This repository contains a practical illustration of the kernel matrix definition (see introduction of the book chapter) and a hands-on tutorial about kernel principal component analysis (KPCA), all designed in a jupyter notebook environment using python3.
- Introduction to kernel matrix (intro_kernel_similarity.ipynb):
In this introductory notebook, it is shown how to build a kernel matrix from scratch for a "toy" dataset of small molecules. Then, this kernel matrix is used to illustrate how to train a non-linear machine learning model (regression or classification) and make predictions for a new data point.

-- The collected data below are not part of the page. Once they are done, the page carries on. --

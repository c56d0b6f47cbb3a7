//! Length - metric and imperial units over a meter base

use convsync_core::{ConversionGroup, GroupError, RoundingPolicy, Scale};

/// Build the length group. Millimeters display as whole numbers,
/// kilometers and miles get three decimals, everything else two.
pub fn group() -> Result<ConversionGroup, GroupError> {
    ConversionGroup::builder("length")
        .base("m", "meters", RoundingPolicy::Trimmed(2))
        .unit("mm", "millimeters", Scale::linear(0.001), RoundingPolicy::Integer)
        .unit("cm", "centimeters", Scale::linear(0.01), RoundingPolicy::Trimmed(2))
        .unit("km", "kilometers", Scale::linear(1000.0), RoundingPolicy::Trimmed(3))
        .unit("in", "inches", Scale::linear(0.0254), RoundingPolicy::Trimmed(2))
        .unit("ft", "feet", Scale::linear(0.3048), RoundingPolicy::Trimmed(2))
        .unit("yd", "yards", Scale::linear(0.9144), RoundingPolicy::Trimmed(2))
        .unit("mi", "miles", Scale::linear(1609.344), RoundingPolicy::Trimmed(3))
        .build()
}
//! Display formatting - rounding policies and number rendering

use serde::{Serialize, Deserialize};

/// Magnitudes below this get extra decimals under [`RoundingPolicy::AdaptiveSmall`].
pub const SMALL_MAGNITUDE: f64 = 0.0001;

/// Decimal counts at or above this are rendered verbatim, never trimmed.
/// Cryptocurrency-scale precision expects all decimals kept (e.g. BTC's 8).
const NO_TRIM_DECIMALS: u8 = 6;

/// How a unit renders a converted value.
///
/// The policy is static per-unit data, not derived from the value at call
/// time; only `AdaptiveSmall` and `WholeAbove` inspect the value, and only
/// as part of their own fixed rule.
#[derive(Debug, Clone, Copy, PartialEq, Serialize, Deserialize)]
#[serde(rename_all = "snake_case")]
pub enum RoundingPolicy {
    /// Exactly `n` decimal places, trailing zeros kept.
    Fixed(u8),
    /// Round to the nearest whole number.
    Integer,
    /// Up to `n` decimals with trailing zeros (and a bare point) stripped.
    /// Trimming is disabled for `n >= 6`.
    Trimmed(u8),
    /// Like `Trimmed(n)`, but magnitudes below `1e-4` render with `n + 2`
    /// fixed decimals so they do not collapse to zero.
    AdaptiveSmall(u8),
    /// Whole number once the value exceeds `threshold`, otherwise
    /// `Trimmed(decimals)`. Used where large readings are conventionally
    /// shown as integers (square feet, grams).
    WholeAbove { threshold: f64, decimals: u8 },
}

/// Render a finite value under a rounding policy.
///
/// Every finite input produces a string; NaN and infinities are excluded
/// upstream by the engine's parse step.
pub fn format(value: f64, policy: RoundingPolicy) -> String {
    match policy {
        RoundingPolicy::Fixed(n) => format!("{:.*}", n as usize, value),
        RoundingPolicy::Integer => format!("{:.0}", value),
        RoundingPolicy::Trimmed(n) => trimmed(value, n),
        RoundingPolicy::AdaptiveSmall(n) => {
            if value != 0.0 && value.abs() < SMALL_MAGNITUDE {
                format!("{:.*}", n as usize + 2, value)
            } else {
                trimmed(value, n)
            }
        }
        RoundingPolicy::WholeAbove { threshold, decimals } => {
            if value > threshold {
                format!("{:.0}", value)
            } else {
                trimmed(value, decimals)
            }
        }
    }
}

/// Render with up to `max_decimals` decimals, stripping trailing zeros.
fn trimmed(value: f64, max_decimals: u8) -> String {
    let rendered = format!("{:.*}", max_decimals as usize, value);
    if max_decimals == 0 || max_decimals >= NO_TRIM_DECIMALS {
        return rendered;
    }
    rendered
        .trim_end_matches('0')
        .trim_end_matches('.')
        .to_string()
}
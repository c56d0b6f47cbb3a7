//! Currency - Canadian dollar base with static reference rates
//!
//! Rates are compile-time constants, not fetched. Satoshis are the only
//! integer-valued unit in the workspace; Bitcoin keeps the conventional
//! eight decimals untrimmed.

use convsync_core::{ConversionGroup, GroupError, RoundingPolicy, Scale};

pub const CAD_TO_EUR: f64 = 0.68;
pub const CAD_TO_USD: f64 = 0.73;
/// 1 BTC = 95 000 CAD.
pub const CAD_TO_BTC: f64 = 1.0 / 95000.0;
/// Satoshis per bitcoin.
pub const SATS_PER_BTC: f64 = 1e8;

/// Build the currency group.
pub fn group() -> Result<ConversionGroup, GroupError> {
    ConversionGroup::builder("currency")
        .base("cad", "Canadian dollars", RoundingPolicy::Trimmed(2))
        .unit("eur", "euros", Scale::linear(1.0 / CAD_TO_EUR), RoundingPolicy::Trimmed(2))
        .unit("usd", "US dollars", Scale::linear(1.0 / CAD_TO_USD), RoundingPolicy::Trimmed(2))
        .unit("btc", "bitcoin", Scale::linear(1.0 / CAD_TO_BTC), RoundingPolicy::Fixed(8))
        .unit(
            "sats",
            "satoshis",
            Scale::linear(1.0 / (CAD_TO_BTC * SATS_PER_BTC)),
            RoundingPolicy::Integer,
        )
        .build()
}
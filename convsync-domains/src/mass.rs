//! Mass - kilogram base with gram, pound and ounce

use convsync_core::{ConversionGroup, GroupError, RoundingPolicy, Scale};

const LB_PER_KG: f64 = 2.20462;
const OZ_PER_KG: f64 = 35.27396;

/// Build the mass group. Kilograms keep three fixed decimals; grams show
/// whole numbers once past 10.
pub fn group() -> Result<ConversionGroup, GroupError> {
    ConversionGroup::builder("mass")
        .base("kg", "kilograms", RoundingPolicy::Fixed(3))
        .unit(
            "g",
            "grams",
            Scale::linear(0.001),
            RoundingPolicy::WholeAbove { threshold: 10.0, decimals: 1 },
        )
        .unit("lb", "pounds", Scale::linear(1.0 / LB_PER_KG), RoundingPolicy::Trimmed(2))
        .unit("oz", "ounces", Scale::linear(1.0 / OZ_PER_KG), RoundingPolicy::Trimmed(2))
        .build()
}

- Case study for Fitting with kernel ridge regression (fitting_with_KRR.ipynb):
This notebook provides an implementation of KRR (Kernel Ridge Rergression) from scratch with numpy library and the corresponding formula.
After the implementation, this notebook will use this KRR class to fit
- Case study for unsupervised learning using kernels (case_study_kpca.ipynb):
This notebook provides an implementation of the kernel PCA (KPCA) algorithm from scratch using the popular radial basis function (RBF) kernel as an example. The KPCA algorithm is then applied to a real quantum chemical dataset of small molecules covering the compositional and configurational space of fragmentation reactions involving interhalogen compounds. After training the KPCA model, the two most important components of the non-linear projections are represented in a 2D scatter plot to illustrate how the KPCA method can be used to navigate in the "chemical space" and get new insights on the relationship between the data distribution and specific molecular properties used as color code in the scatter plot.
To run the notebooks locally, the following python libraries will be required:
-
Math and data processing libraries:
- pandas
- numpy
- scipy
- scikit-learn
-
Graphical libraries:
- matplotlib
- plotly
-
Specialized packages:
- QML (to create molecular representations)
- py3Dmol (for molecular visualization)
The tutorial can be also run in the cloud using the google colab environment.